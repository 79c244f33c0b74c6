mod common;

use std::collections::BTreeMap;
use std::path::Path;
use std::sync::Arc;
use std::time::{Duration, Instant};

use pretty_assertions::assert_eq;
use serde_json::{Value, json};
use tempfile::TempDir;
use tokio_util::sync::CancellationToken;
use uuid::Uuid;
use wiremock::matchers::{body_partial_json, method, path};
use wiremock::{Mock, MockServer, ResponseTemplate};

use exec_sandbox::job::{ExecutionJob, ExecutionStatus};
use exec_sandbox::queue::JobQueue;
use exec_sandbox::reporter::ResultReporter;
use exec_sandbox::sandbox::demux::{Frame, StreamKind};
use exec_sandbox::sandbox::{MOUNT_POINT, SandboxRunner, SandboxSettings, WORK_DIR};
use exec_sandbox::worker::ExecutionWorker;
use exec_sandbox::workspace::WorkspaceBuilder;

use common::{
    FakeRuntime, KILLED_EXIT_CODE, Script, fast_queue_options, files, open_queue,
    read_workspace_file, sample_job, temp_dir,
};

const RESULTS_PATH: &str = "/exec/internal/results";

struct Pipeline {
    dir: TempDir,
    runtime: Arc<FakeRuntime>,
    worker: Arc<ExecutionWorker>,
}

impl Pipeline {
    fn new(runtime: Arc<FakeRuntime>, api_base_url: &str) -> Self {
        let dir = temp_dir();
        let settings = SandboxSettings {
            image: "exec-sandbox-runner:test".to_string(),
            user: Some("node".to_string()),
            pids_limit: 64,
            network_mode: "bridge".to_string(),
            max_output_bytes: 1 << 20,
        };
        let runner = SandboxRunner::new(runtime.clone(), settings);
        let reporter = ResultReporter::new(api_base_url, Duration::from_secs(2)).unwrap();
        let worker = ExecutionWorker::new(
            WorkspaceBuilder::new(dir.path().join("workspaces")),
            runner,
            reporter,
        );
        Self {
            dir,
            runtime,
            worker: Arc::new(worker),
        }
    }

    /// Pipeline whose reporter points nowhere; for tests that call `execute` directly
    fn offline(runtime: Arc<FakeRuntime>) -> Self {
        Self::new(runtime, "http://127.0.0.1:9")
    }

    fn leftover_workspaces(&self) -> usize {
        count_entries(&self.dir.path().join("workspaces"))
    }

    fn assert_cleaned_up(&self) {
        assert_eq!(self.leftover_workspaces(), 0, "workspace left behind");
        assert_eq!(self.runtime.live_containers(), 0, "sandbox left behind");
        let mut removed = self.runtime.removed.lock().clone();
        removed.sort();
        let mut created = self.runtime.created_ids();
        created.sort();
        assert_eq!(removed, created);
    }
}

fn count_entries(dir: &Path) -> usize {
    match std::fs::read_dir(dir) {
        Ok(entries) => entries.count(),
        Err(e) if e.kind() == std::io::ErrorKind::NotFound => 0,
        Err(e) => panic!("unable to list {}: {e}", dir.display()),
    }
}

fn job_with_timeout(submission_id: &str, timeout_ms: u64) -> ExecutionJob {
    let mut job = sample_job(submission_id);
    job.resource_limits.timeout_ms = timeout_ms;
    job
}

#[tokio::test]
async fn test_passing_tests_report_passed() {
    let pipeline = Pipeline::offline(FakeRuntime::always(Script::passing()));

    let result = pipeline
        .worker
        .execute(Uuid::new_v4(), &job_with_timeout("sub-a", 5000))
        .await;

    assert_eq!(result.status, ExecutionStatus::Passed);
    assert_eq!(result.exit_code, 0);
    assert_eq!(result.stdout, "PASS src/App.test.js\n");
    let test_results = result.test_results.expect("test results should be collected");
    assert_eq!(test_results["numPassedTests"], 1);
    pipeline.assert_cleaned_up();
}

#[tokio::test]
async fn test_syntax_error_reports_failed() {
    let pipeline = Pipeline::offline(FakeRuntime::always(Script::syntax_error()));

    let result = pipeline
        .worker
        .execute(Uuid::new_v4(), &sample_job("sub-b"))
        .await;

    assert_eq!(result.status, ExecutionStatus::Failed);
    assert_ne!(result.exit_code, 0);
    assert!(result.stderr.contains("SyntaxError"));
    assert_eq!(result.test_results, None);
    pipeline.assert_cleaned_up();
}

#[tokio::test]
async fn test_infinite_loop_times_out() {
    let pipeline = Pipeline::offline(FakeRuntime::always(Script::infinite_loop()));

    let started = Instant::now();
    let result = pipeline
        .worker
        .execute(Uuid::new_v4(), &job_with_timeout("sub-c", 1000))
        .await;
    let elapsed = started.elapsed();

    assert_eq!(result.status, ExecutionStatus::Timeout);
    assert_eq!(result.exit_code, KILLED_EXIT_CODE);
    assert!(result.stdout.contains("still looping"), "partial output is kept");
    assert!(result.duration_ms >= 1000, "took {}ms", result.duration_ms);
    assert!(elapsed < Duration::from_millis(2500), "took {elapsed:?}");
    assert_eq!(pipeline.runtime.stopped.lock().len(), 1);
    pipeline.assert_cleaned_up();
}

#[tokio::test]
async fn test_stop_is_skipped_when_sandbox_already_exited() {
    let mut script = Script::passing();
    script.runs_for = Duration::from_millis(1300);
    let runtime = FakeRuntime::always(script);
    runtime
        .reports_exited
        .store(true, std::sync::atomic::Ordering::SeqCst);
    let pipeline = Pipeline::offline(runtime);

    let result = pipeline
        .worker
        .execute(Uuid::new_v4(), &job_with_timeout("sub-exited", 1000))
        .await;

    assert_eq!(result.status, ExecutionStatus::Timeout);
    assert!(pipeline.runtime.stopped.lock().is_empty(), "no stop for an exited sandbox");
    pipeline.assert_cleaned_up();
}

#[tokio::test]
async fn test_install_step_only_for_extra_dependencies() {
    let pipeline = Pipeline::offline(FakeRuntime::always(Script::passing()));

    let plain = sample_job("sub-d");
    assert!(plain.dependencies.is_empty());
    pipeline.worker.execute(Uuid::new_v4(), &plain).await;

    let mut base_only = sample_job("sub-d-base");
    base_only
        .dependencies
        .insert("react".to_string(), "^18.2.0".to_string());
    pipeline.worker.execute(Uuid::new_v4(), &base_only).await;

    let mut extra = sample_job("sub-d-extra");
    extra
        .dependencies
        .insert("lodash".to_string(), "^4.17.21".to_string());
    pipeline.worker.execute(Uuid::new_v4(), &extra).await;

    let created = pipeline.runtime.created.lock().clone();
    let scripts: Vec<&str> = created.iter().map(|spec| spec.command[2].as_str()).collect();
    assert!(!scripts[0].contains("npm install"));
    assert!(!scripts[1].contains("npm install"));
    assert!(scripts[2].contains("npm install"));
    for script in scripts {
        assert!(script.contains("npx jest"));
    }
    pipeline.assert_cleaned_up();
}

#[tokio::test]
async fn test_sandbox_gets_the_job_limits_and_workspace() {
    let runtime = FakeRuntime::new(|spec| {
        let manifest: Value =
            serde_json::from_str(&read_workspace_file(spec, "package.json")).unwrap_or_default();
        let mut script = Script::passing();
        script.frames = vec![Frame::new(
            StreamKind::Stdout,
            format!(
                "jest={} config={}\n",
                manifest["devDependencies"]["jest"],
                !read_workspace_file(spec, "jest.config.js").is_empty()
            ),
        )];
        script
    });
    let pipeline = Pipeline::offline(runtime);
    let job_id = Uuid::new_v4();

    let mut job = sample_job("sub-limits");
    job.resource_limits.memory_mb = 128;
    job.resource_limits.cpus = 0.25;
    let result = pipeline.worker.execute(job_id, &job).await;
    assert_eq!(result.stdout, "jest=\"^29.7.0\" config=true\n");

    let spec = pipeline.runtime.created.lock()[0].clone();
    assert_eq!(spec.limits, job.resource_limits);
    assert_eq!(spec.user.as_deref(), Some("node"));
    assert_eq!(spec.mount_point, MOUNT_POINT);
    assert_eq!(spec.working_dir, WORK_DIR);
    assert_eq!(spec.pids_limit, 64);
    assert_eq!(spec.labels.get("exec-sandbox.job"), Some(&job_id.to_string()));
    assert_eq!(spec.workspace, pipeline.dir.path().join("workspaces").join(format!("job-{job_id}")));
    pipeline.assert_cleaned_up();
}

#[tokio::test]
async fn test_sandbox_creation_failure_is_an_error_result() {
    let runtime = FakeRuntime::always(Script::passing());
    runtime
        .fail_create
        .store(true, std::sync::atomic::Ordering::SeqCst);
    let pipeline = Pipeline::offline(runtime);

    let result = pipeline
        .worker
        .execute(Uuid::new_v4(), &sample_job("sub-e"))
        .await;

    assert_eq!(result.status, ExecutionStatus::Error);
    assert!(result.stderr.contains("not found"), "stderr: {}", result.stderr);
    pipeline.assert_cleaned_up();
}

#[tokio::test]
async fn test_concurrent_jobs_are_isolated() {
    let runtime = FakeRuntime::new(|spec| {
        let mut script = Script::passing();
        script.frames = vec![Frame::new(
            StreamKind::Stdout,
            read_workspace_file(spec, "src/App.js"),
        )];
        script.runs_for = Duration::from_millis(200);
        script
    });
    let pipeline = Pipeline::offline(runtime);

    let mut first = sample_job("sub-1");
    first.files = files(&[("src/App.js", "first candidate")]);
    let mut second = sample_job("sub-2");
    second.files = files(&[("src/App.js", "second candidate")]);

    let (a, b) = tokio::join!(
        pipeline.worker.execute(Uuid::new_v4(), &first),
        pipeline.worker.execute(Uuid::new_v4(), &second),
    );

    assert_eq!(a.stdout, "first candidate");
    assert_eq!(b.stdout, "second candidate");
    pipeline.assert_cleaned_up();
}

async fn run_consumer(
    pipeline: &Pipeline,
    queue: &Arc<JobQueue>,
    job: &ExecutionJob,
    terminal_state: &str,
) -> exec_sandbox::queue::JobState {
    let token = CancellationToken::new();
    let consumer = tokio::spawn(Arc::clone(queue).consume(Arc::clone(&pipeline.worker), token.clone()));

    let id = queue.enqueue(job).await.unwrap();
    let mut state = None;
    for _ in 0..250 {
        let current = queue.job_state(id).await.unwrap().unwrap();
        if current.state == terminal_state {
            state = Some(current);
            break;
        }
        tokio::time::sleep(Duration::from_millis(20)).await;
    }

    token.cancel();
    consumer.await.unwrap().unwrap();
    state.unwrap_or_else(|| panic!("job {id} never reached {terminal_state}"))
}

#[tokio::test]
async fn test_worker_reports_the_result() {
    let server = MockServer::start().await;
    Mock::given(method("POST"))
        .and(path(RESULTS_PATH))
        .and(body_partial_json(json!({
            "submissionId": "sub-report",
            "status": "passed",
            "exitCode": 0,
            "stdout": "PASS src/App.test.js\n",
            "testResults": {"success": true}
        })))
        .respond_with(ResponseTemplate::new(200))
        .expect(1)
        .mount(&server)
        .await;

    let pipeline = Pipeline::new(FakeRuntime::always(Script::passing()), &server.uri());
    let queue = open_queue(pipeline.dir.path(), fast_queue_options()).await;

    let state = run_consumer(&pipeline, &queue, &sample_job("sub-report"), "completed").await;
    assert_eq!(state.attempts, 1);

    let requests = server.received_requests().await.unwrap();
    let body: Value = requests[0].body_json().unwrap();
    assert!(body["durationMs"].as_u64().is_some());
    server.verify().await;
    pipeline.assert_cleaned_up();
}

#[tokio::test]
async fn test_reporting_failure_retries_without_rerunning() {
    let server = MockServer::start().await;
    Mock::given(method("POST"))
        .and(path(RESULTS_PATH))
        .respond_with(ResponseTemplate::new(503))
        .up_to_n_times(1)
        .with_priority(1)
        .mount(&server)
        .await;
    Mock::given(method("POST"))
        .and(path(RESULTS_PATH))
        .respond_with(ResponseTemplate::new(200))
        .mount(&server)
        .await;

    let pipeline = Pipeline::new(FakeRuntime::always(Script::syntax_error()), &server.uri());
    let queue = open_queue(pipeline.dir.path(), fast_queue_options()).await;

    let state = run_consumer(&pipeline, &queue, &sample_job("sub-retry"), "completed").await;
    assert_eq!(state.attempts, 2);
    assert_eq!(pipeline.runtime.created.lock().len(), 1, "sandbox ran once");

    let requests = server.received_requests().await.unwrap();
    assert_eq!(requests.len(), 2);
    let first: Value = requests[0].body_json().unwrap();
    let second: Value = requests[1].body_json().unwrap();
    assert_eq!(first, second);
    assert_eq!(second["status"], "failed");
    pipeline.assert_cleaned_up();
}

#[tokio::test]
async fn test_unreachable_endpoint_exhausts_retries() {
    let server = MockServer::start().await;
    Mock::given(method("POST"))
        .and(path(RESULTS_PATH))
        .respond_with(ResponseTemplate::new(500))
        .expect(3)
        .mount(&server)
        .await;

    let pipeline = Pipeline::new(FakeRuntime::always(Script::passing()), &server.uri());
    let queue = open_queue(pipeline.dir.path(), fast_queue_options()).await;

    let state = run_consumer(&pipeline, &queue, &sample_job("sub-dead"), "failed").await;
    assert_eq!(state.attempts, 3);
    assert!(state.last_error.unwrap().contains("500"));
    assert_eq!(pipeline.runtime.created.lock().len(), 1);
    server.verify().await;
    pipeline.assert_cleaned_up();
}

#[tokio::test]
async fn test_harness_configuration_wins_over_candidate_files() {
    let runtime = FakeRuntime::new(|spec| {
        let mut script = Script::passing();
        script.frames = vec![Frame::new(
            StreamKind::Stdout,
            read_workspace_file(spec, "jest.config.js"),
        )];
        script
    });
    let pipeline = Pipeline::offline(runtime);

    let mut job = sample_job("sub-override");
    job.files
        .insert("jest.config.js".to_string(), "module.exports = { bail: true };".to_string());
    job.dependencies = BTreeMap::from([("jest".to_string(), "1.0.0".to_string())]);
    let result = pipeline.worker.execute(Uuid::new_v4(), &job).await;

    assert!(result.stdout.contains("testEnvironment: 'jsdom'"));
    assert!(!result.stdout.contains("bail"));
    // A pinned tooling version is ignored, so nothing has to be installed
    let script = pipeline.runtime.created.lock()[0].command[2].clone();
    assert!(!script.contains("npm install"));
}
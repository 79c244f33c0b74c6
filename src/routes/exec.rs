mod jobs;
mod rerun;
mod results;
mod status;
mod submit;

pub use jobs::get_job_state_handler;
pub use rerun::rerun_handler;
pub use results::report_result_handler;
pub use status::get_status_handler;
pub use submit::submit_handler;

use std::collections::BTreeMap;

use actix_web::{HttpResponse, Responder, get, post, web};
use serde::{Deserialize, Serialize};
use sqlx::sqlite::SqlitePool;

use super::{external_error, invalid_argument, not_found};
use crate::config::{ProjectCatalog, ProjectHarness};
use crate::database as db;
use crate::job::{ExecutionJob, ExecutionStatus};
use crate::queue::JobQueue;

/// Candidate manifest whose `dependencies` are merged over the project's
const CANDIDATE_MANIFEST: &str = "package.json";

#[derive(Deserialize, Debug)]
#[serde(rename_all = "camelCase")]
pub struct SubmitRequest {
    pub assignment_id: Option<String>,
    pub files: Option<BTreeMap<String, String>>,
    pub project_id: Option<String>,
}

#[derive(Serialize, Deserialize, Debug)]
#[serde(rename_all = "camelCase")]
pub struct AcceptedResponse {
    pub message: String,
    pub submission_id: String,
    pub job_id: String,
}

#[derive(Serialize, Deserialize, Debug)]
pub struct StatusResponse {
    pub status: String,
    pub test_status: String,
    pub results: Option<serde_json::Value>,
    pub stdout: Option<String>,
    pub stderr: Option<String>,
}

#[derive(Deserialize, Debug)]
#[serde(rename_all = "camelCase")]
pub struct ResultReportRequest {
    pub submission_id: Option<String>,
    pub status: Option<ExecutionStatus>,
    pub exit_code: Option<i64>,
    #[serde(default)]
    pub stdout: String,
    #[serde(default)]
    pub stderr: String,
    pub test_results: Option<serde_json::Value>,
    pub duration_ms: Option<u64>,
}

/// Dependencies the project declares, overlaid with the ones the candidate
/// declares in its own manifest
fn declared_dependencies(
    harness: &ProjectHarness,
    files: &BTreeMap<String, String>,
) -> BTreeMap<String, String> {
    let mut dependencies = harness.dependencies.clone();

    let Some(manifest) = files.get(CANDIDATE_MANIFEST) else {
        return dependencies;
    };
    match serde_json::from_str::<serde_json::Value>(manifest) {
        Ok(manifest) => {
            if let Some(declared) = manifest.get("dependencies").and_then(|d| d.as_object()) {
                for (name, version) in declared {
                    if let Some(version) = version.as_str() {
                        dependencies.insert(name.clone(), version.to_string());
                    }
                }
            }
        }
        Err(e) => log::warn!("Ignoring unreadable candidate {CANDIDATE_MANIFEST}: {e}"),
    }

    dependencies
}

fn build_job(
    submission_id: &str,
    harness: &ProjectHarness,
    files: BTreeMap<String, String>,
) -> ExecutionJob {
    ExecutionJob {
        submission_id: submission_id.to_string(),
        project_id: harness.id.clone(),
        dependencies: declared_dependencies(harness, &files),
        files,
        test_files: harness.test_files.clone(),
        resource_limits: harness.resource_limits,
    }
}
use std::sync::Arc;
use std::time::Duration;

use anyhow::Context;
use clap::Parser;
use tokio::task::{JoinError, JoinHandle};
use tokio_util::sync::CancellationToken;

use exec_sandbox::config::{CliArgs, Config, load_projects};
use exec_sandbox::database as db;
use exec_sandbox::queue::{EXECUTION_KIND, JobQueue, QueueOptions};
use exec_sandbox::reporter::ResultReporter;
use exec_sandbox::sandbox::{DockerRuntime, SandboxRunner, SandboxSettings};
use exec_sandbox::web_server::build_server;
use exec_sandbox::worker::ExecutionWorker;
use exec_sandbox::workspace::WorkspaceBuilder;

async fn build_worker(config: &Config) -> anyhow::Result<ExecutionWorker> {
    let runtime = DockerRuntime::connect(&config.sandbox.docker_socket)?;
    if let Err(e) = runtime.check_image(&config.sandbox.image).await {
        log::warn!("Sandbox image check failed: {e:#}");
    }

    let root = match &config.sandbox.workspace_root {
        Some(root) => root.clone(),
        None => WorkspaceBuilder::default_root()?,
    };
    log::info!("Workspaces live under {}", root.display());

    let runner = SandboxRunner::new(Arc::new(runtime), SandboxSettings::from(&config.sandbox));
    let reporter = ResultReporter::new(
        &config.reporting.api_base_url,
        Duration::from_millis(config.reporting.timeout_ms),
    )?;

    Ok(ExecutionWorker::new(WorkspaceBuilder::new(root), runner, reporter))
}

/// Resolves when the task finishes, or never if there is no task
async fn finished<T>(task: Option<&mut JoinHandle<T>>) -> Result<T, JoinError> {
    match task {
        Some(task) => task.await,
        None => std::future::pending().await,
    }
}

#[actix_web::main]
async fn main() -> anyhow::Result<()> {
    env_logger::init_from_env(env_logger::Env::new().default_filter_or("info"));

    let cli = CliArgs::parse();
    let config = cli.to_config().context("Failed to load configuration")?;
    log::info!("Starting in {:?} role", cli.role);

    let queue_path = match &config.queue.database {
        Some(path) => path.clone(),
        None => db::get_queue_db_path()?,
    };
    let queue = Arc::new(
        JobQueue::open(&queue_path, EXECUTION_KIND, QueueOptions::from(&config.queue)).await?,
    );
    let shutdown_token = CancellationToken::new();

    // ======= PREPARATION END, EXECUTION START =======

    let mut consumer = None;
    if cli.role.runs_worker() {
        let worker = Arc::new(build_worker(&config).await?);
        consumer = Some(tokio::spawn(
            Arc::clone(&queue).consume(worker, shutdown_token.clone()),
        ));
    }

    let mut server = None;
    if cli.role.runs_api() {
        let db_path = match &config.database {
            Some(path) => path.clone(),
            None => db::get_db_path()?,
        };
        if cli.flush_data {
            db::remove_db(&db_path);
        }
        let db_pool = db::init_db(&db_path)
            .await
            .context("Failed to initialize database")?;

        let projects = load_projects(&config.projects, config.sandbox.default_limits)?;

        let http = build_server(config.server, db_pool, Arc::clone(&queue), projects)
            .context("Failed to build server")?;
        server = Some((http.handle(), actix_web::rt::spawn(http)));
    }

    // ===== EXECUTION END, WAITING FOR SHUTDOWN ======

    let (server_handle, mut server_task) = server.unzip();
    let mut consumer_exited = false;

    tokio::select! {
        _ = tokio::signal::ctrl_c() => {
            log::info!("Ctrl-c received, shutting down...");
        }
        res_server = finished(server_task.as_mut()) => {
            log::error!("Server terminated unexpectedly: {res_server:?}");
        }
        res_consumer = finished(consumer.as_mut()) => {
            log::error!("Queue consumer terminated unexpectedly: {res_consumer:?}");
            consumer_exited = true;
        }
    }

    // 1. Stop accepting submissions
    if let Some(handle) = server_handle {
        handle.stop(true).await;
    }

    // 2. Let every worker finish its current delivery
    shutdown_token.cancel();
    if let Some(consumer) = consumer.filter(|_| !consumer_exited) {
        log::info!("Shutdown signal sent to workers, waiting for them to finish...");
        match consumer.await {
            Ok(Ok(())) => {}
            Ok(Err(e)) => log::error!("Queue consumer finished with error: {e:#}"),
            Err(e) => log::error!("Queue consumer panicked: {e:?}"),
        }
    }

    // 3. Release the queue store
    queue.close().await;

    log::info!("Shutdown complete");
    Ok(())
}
......
* [TASK OBJECTIVE] Return each line of the material above in which the string "signal" appears.

* [ANSWER]
        _ = tokio::signal::ctrl_c() => {
        log::info!("Shutdown signal sent to workers, waiting for them to finish...");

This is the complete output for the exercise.